Reactive Dog, Vet Stuff

Mast Cell Tumors and my Dog

Mo gets lots of love from me, so that means he gets lots of pets.  There was a time when he wasn’t a big fan of affection, but he’s really come around.  In an article from vetSTREET, they explain that petting a dog has some benefits for you, like reducing anxiety and stress, lowering blood pressure, and decreasing heart rate.  There are also benefits for your dog:

  • Can help reduce anxiety and stress in dogs (must be done in the right spots)
  • Releases oxytocin
  • Can be used as a reward
  • The owner can regularly check the dog’s body

This last point is so important. Our dogs can’t tell us, “hey, I found something on my leg, can we get it checked out?” or “mom, my insides feel kind of funny, what’s going on?”  To help keep our animals healthy, it is up to us to watch for signs that they are not feeling normal or their bodies have changed.

Story Time

I found a bump on Mo’s side while I was petting him.  I didn’t think much of it at the time: it was small, he was only two, and he’s a mutt.  As time went on it stayed the same and I figured it was just a wart or a skin tag.  It didn’t seem like anything to worry about because he was acting happy and healthy and the bump didn’t seem to be causing any of pain.
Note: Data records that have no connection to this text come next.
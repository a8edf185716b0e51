//! API Models

use agora_common::{Content, ContentKind, ContentMeta, ContentStatus, Entity};
use agora_forms::codec::{from_column, from_optional_column};
use agora_forms::{DefinitionIssue, FormDefinition, FormsError};
use chrono::{DateTime, NaiveDate, Utc};
use serde::{Deserialize, Serialize};
use utoipa::{IntoParams, ToSchema};
use uuid::Uuid;

/// Standard API response
#[derive(Debug, Serialize, Deserialize)]
pub struct ApiResponse<T> {
    pub success: bool,
    pub data: Option<T>,
    pub error: Option<ErrorResponse>,
}

impl<T> ApiResponse<T> {
    pub fn success(data: T) -> Self {
        Self { success: true, data: Some(data), error: None }
    }

    pub fn error(code: &str, message: &str) -> Self {
        Self {
            success: false,
            data: None,
            error: Some(ErrorResponse {
                code: code.to_string(),
                message: message.to_string(),
                details: None,
            }),
        }
    }
}

/// Error response
#[derive(Debug, Serialize, Deserialize, ToSchema)]
pub struct ErrorResponse {
    pub code: String,
    pub message: String,
    /// Per-field errors or definition issues
    #[serde(default, skip_serializing_if = "Option::is_none")]
    #[schema(value_type = Option<Object>)]
    pub details: Option<serde_json::Value>,
}

/// Accept an RFC 3339 timestamp or a bare `YYYY-MM-DD` date (midnight UTC).
pub fn parse_timestamp(text: &str) -> Option<DateTime<Utc>> {
    let text = text.trim();
    if let Ok(ts) = DateTime::parse_from_rfc3339(text) {
        return Some(ts.with_timezone(&Utc));
    }
    NaiveDate::parse_from_str(text, "%Y-%m-%d")
        .ok()
        .and_then(|d| d.and_hms_opt(0, 0, 0))
        .map(|dt| dt.and_utc())
}

/// Public listing filter
#[derive(Debug, Default, Deserialize, IntoParams)]
#[into_params(parameter_in = Query)]
pub struct ListQuery {
    /// Only featured (or only unfeatured) items
    pub featured: Option<bool>,
}

impl ListQuery {
    /// Approved content matching the filter
    pub fn admits(&self, meta: &ContentMeta) -> bool {
        meta.is_public() && self.featured.map_or(true, |f| meta.featured == f)
    }
}

// ============ Moderation ============

/// Moderation state as exposed to clients
#[derive(Debug, Clone, Serialize, Deserialize, ToSchema)]
#[serde(rename_all = "camelCase")]
pub struct Moderation {
    pub author_id: Uuid,
    #[schema(value_type = String, example = "pending")]
    pub status: ContentStatus,
    pub featured: bool,
    #[serde(default, skip_serializing_if = "Option::is_none")]
    pub rejection_reason: Option<String>,
    pub created_at: DateTime<Utc>,
    pub updated_at: DateTime<Utc>,
}

impl From<&ContentMeta> for Moderation {
    fn from(meta: &ContentMeta) -> Self {
        Self {
            author_id: meta.author_id,
            status: meta.status,
            featured: meta.featured,
            rejection_reason: meta.rejection_reason.clone(),
            created_at: meta.created_at,
            updated_at: meta.updated_at,
        }
    }
}

/// Approve or reject a content record
#[derive(Debug, Serialize, Deserialize, ToSchema)]
#[serde(rename_all = "camelCase")]
pub struct ApproveRequest {
    #[schema(value_type = String, example = "event")]
    pub kind: ContentKind,
    pub id: Uuid,
    pub approved: bool,
    #[serde(default)]
    pub reason: Option<String>,
}

/// Feature or unfeature an approved content record
#[derive(Debug, Serialize, Deserialize, ToSchema)]
#[serde(rename_all = "camelCase")]
pub struct FeatureRequest {
    #[schema(value_type = String, example = "event")]
    pub kind: ContentKind,
    pub id: Uuid,
    pub featured: bool,
}

/// Review queue filter
#[derive(Debug, Default, Deserialize, IntoParams)]
#[into_params(parameter_in = Query)]
pub struct ReviewQuery {
    /// `pending` (default), `approved` or `rejected`
    #[param(value_type = Option<String>)]
    pub status: Option<ContentStatus>,
    /// Restrict to one kind
    #[param(value_type = Option<String>)]
    pub kind: Option<ContentKind>,
}

/// One entry of the review queue, or the result of a moderation call
#[derive(Debug, Clone, Serialize, Deserialize, ToSchema)]
#[serde(rename_all = "camelCase")]
pub struct ReviewItem {
    #[schema(value_type = String, example = "opportunity")]
    pub kind: ContentKind,
    pub id: Uuid,
    pub title: String,
    #[serde(flatten)]
    pub moderation: Moderation,
}

impl ReviewItem {
    pub fn of<T: Content>(item: &T) -> Self {
        Self {
            kind: T::KIND,
            id: item.id(),
            title: item.title().to_string(),
            moderation: item.meta().into(),
        }
    }
}

// ============ Forms ============

/// A form definition stored on its own, referenced by `formId`
#[derive(Debug, Clone)]
pub struct StoredForm {
    pub id: Uuid,
    pub owner_id: Uuid,
    /// JSON column
    pub definition: String,
    pub created_at: DateTime<Utc>,
    pub updated_at: DateTime<Utc>,
}

impl Entity for StoredForm {
    fn id(&self) -> Uuid {
        self.id
    }

    fn created_at(&self) -> DateTime<Utc> {
        self.created_at
    }
}

/// Stored form with its definition decoded
#[derive(Debug, Clone, Serialize, Deserialize, ToSchema)]
#[serde(rename_all = "camelCase")]
pub struct FormView {
    pub id: Uuid,
    pub owner_id: Uuid,
    #[schema(value_type = Object)]
    pub definition: FormDefinition,
    /// Warning-level issues found when the form was saved
    #[serde(default, skip_serializing_if = "Vec::is_empty")]
    #[schema(value_type = Vec<Object>)]
    pub warnings: Vec<DefinitionIssue>,
    pub created_at: DateTime<Utc>,
    pub updated_at: DateTime<Utc>,
}

impl TryFrom<&StoredForm> for FormView {
    type Error = FormsError;

    fn try_from(form: &StoredForm) -> Result<Self, Self::Error> {
        Ok(Self {
            id: form.id,
            owner_id: form.owner_id,
            definition: from_column(&form.definition)?,
            warnings: Vec::new(),
            created_at: form.created_at,
            updated_at: form.updated_at,
        })
    }
}

// ============ Events ============

/// Event
#[derive(Debug, Clone)]
pub struct Event {
    pub id: Uuid,
    pub title: String,
    pub description: String,
    pub category: String,
    pub start_date: DateTime<Utc>,
    pub end_date: DateTime<Utc>,
    pub location: Option<String>,
    pub tags: Vec<String>,
    pub form_id: Option<Uuid>,
    /// JSON column
    pub registration_form: Option<String>,
    pub meta: ContentMeta,
}

impl Entity for Event {
    fn id(&self) -> Uuid {
        self.id
    }

    fn created_at(&self) -> DateTime<Utc> {
        self.meta.created_at
    }
}

impl Content for Event {
    const KIND: ContentKind = ContentKind::Event;

    fn title(&self) -> &str {
        &self.title
    }

    fn meta(&self) -> &ContentMeta {
        &self.meta
    }

    fn meta_mut(&mut self) -> &mut ContentMeta {
        &mut self.meta
    }
}

/// Event as returned by the API
#[derive(Debug, Clone, Serialize, Deserialize, ToSchema)]
#[serde(rename_all = "camelCase")]
pub struct EventView {
    pub id: Uuid,
    pub title: String,
    pub description: String,
    pub category: String,
    pub start_date: DateTime<Utc>,
    pub end_date: DateTime<Utc>,
    pub location: Option<String>,
    pub tags: Vec<String>,
    pub form_id: Option<Uuid>,
    #[schema(value_type = Option<Object>)]
    pub registration_form: Option<FormDefinition>,
    #[serde(flatten)]
    pub moderation: Moderation,
}

impl TryFrom<&Event> for EventView {
    type Error = FormsError;

    fn try_from(event: &Event) -> Result<Self, Self::Error> {
        Ok(Self {
            id: event.id,
            title: event.title.clone(),
            description: event.description.clone(),
            category: event.category.clone(),
            start_date: event.start_date,
            end_date: event.end_date,
            location: event.location.clone(),
            tags: event.tags.clone(),
            form_id: event.form_id,
            registration_form: from_optional_column(event.registration_form.as_deref())?,
            moderation: (&event.meta).into(),
        })
    }
}

// ============ Opportunities ============

/// Opportunity
#[derive(Debug, Clone)]
pub struct Opportunity {
    pub id: Uuid,
    pub title: String,
    pub description: String,
    pub category: String,
    pub organization: Option<String>,
    pub deadline: Option<DateTime<Utc>>,
    pub location: Option<String>,
    pub tags: Vec<String>,
    pub requirements: Vec<String>,
    pub form_id: Option<Uuid>,
    /// JSON column
    pub application_form: Option<String>,
    pub meta: ContentMeta,
}

impl Entity for Opportunity {
    fn id(&self) -> Uuid {
        self.id
    }

    fn created_at(&self) -> DateTime<Utc> {
        self.meta.created_at
    }
}

impl Content for Opportunity {
    const KIND: ContentKind = ContentKind::Opportunity;

    fn title(&self) -> &str {
        &self.title
    }

    fn meta(&self) -> &ContentMeta {
        &self.meta
    }

    fn meta_mut(&mut self) -> &mut ContentMeta {
        &mut self.meta
    }
}

/// Opportunity as returned by the API
#[derive(Debug, Clone, Serialize, Deserialize, ToSchema)]
#[serde(rename_all = "camelCase")]
pub struct OpportunityView {
    pub id: Uuid,
    pub title: String,
    pub description: String,
    pub category: String,
    pub organization: Option<String>,
    pub deadline: Option<DateTime<Utc>>,
    pub location: Option<String>,
    pub tags: Vec<String>,
    pub requirements: Vec<String>,
    pub form_id: Option<Uuid>,
    #[schema(value_type = Option<Object>)]
    pub application_form: Option<FormDefinition>,
    #[serde(flatten)]
    pub moderation: Moderation,
}

impl TryFrom<&Opportunity> for OpportunityView {
    type Error = FormsError;

    fn try_from(opp: &Opportunity) -> Result<Self, Self::Error> {
        Ok(Self {
            id: opp.id,
            title: opp.title.clone(),
            description: opp.description.clone(),
            category: opp.category.clone(),
            organization: opp.organization.clone(),
            deadline: opp.deadline,
            location: opp.location.clone(),
            tags: opp.tags.clone(),
            requirements: opp.requirements.clone(),
            form_id: opp.form_id,
            application_form: from_optional_column(opp.application_form.as_deref())?,
            moderation: (&opp.meta).into(),
        })
    }
}

// ============ Projects ============

/// Project
#[derive(Debug, Clone)]
pub struct Project {
    pub id: Uuid,
    pub title: String,
    pub description: String,
    pub category: String,
    pub tags: Vec<String>,
    pub repository_url: Option<String>,
    pub meta: ContentMeta,
}

impl Entity for Project {
    fn id(&self) -> Uuid {
        self.id
    }

    fn created_at(&self) -> DateTime<Utc> {
        self.meta.created_at
    }
}

impl Content for Project {
    const KIND: ContentKind = ContentKind::Project;

    fn title(&self) -> &str {
        &self.title
    }

    fn meta(&self) -> &ContentMeta {
        &self.meta
    }

    fn meta_mut(&mut self) -> &mut ContentMeta {
        &mut self.meta
    }
}

/// Project creation request
#[derive(Debug, Serialize, Deserialize, ToSchema)]
#[serde(rename_all = "camelCase")]
pub struct ProjectCreate {
    pub title: String,
    pub description: String,
    pub category: String,
    #[serde(default)]
    pub tags: Vec<String>,
    #[serde(default)]
    pub repository_url: Option<String>,
}

/// Project as returned by the API
#[derive(Debug, Clone, Serialize, Deserialize, ToSchema)]
#[serde(rename_all = "camelCase")]
pub struct ProjectView {
    pub id: Uuid,
    pub title: String,
    pub description: String,
    pub category: String,
    pub tags: Vec<String>,
    pub repository_url: Option<String>,
    #[serde(flatten)]
    pub moderation: Moderation,
}

impl From<&Project> for ProjectView {
    fn from(project: &Project) -> Self {
        Self {
            id: project.id,
            title: project.title.clone(),
            description: project.description.clone(),
            category: project.category.clone(),
            tags: project.tags.clone(),
            repository_url: project.repository_url.clone(),
            moderation: (&project.meta).into(),
        }
    }
}

#[cfg(test)]
mod tests {
    use super::*;
    use chrono::{Datelike, Timelike};

    #[test]
    fn test_parse_timestamp_formats() {
        let day = parse_timestamp("2025-03-14").unwrap();
        assert_eq!((day.year(), day.month(), day.day(), day.hour()), (2025, 3, 14, 0));

        let ts = parse_timestamp("2025-03-14T18:30:00+02:00").unwrap();
        assert_eq!(ts.hour(), 16);

        assert!(parse_timestamp("14/03/2025").is_none());
        assert!(parse_timestamp("").is_none());
    }

    #[test]
    fn test_review_item_flattens_moderation() {
        let project = Project {
            id: Uuid::new_v4(),
            title: "Mesh radio".into(),
            description: "d".into(),
            category: "hardware".into(),
            tags: vec![],
            repository_url: None,
            meta: ContentMeta::new(Uuid::new_v4()),
        };
        let json = serde_json::to_value(ReviewItem::of(&project)).unwrap();
        assert_eq!(json["kind"], "project");
        assert_eq!(json["status"], "pending");
        assert_eq!(json["title"], "Mesh radio");
    }

    #[test]
    fn test_error_envelope_omits_details() {
        let json = serde_json::to_value(ApiResponse::<()>::error("NOT_FOUND", "missing")).unwrap();
        assert_eq!(json["success"], false);
        assert_eq!(json["error"]["code"], "NOT_FOUND");
        assert!(json["error"].get("details").is_none());
    }
}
Then the bump started to change.  It grew a little bigger and then it went from soft to hard.  That didn’t seem normal and everything you read about keeping human skin healthy says if a mole/bump/spot changes, go get it checked out!!

So that’s what we did.  At our vet appointment, I brought up the bump and the doc seemed concerned that it had changed shape and consistency. Her recommendation was that we get it removed right away.  A couple days later we were at the vet getting it removed.


The weeks after his surgery were long and hard.  The bump had been on his side, right by his back leg so we had to keep him still and that’s next to impossible with Mo and his energy levels. Not to mention the cone on his head made him extra miserable and every time he tried to get at the wound, the cone disturbed it.  This was a recipe for reopening a wound and back to the vet to get restitched.  It was a struggle.


During the healing process we got the results of the bump.  It was a Mast Cell Tumor.  The good news is that the entire tumor was removed and it was a low grade tumor.  Yay!  The only thing we had to do with that information was be thankful and to continually check for bumps as there is potential for recurrence of tumors.

So what is a Mast Cell Tumor?  According to VCA (Veterinary Centers of America), all dogs have mast cells and they serve important functions in the immune system and regulating blood circulation, skin, hair follicles, and fibrous tissue.  They are also factors in allergic reactions, wound healing, skin diseases, and tissue remodeling.

There are times when these cells mutate and cause tumors.  There are three grades:

  • Low: the cells are differentiated and have not spread to other areas of the body.  They are benign.  Prognosis: Very good!
  • Medium: these tumors show signs of being malignant and have grown below the skin.  Prognosis: Pretty good. Need to be aggressive with treatment, but high potential for recurrence.
  • High: these tumors are very aggressive, have started to spread to different areas of the body, and have developed under the skin.  Prognosis: Sadly, not very good in this case due to the spread and location of the cancer.

Fast Forward a Year

Right around January, I found a small bump on Mo’s head.  I waited a couple weeks to see if it was a cut from Lawrence and Mo roughhousing.  It didn’t go away and my heart sunk a bit.  Of course, when you catch these tumors early, things go well and we didn’t even know what this bump was yet.  As a dog mom or any kind of mom, you worry about you babies and I hated the idea of having Mo cut open again.  The pessimist in me also wondered about the future and how many times we might have to do this and what happens if one starts growing on the inside.

So we headed to the vet and because of this history and the size of the bump, they decided to sedate him and surgically remove the bump.  No cone and a less terrible location of the wound has lead to an easier healing process. Now to wait for the results!

The News

Luckily, our vet called right away with the news that it was not a Mast Cell Tumor, but a benign Pilomatricoma.  PetMD defines that big word as a tumor that “arise[s] from the cells that produce the hair follicles.”  These tumors are almost always benign.  What a relief!

Sedation sucks!

The takeaway here is to check your pets for bumps and lumps and take them serious!  You and your vet can decide together the best course of action.  Have you had any scares or noticed something not quite right with your pup?

4 thoughts on “Mast Cell Tumors and my Dog”

  1. As dogs grow older, frequently checking for lumps, bumps, etc. is even more important. We have had two masses removed from our dog in the last 18 months. We are very fortunate that they were both simply cysts, but the worry was there, as Soldier will be 20 years old next month. We’ve made it our mission to do a thorough check of his body every week. He thinks he is getting a massage, so it goes smoothly!